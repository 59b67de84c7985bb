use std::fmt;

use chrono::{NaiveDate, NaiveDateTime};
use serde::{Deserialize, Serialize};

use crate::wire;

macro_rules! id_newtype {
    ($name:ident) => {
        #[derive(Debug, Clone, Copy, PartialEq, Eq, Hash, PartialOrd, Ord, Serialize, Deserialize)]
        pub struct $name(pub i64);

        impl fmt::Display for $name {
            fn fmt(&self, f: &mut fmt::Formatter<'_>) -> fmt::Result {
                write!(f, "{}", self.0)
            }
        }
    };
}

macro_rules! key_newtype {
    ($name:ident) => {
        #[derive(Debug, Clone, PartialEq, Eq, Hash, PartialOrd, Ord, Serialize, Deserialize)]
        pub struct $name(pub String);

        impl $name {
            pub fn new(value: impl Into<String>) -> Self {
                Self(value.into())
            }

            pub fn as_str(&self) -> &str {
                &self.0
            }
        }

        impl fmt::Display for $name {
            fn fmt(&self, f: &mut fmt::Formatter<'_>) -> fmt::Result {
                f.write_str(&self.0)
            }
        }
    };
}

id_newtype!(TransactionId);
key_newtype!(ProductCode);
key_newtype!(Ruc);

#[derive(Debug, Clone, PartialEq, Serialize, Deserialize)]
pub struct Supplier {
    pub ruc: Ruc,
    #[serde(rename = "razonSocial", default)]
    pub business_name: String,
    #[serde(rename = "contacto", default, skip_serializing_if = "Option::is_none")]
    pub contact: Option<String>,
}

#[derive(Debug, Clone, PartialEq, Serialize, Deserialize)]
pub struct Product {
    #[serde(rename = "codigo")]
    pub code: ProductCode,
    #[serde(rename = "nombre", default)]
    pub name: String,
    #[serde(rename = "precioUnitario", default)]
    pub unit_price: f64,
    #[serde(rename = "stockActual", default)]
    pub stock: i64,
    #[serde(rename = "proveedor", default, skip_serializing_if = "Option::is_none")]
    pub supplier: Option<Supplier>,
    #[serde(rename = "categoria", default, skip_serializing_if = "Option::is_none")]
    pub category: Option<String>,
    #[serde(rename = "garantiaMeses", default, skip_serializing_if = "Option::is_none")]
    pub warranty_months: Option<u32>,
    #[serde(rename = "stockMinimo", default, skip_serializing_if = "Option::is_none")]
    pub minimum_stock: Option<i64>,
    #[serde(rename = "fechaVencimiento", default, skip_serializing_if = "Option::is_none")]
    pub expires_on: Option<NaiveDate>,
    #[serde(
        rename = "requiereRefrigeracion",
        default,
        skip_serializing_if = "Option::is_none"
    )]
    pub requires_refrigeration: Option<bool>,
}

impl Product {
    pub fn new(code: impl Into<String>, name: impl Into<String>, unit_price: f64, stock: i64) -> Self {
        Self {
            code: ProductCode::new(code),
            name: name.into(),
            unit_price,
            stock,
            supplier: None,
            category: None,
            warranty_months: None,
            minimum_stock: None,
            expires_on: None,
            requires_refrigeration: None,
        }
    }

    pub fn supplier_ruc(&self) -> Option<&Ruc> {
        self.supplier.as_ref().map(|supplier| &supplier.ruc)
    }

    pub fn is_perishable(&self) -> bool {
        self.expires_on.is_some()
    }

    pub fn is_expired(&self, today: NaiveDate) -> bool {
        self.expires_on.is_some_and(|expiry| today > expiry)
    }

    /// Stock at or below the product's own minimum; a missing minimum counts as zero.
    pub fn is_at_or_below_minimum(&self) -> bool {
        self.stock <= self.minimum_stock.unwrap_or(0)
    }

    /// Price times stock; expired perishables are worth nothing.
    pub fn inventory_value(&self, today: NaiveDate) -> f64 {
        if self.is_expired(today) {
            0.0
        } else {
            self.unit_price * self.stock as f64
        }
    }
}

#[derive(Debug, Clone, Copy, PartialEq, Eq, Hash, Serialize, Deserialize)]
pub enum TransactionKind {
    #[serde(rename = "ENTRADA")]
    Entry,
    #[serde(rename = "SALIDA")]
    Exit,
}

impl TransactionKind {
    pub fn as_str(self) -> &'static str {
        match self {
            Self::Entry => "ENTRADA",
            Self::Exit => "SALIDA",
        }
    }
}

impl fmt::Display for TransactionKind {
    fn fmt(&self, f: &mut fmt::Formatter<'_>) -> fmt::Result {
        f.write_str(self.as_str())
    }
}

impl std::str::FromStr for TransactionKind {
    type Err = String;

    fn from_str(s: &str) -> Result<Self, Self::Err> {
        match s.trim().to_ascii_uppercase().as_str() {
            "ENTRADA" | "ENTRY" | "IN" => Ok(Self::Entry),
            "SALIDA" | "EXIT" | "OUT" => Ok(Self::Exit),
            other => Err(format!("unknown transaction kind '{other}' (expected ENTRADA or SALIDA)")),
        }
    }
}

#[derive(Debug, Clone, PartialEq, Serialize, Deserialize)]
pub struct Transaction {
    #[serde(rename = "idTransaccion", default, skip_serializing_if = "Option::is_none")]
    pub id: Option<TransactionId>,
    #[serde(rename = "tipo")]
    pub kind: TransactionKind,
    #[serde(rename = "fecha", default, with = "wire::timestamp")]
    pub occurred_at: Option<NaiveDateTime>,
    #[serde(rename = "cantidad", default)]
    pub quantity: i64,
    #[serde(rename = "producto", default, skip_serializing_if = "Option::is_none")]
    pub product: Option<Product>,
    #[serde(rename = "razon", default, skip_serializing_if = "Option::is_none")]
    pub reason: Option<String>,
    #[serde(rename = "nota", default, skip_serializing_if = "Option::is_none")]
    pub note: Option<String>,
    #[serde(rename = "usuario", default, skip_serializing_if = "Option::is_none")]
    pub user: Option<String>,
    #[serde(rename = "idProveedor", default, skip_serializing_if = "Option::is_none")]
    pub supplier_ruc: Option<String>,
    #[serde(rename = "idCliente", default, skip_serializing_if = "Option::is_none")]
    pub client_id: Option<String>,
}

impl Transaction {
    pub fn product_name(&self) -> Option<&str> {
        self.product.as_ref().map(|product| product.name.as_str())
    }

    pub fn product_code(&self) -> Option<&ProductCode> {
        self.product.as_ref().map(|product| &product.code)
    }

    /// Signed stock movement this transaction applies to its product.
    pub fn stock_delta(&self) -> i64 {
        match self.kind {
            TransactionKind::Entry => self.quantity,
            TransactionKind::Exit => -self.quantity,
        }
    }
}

**How to complete this task**
Across the lines of the material above, tally those holding the word "Copy" and state the number by itself.

**Result of the task**
2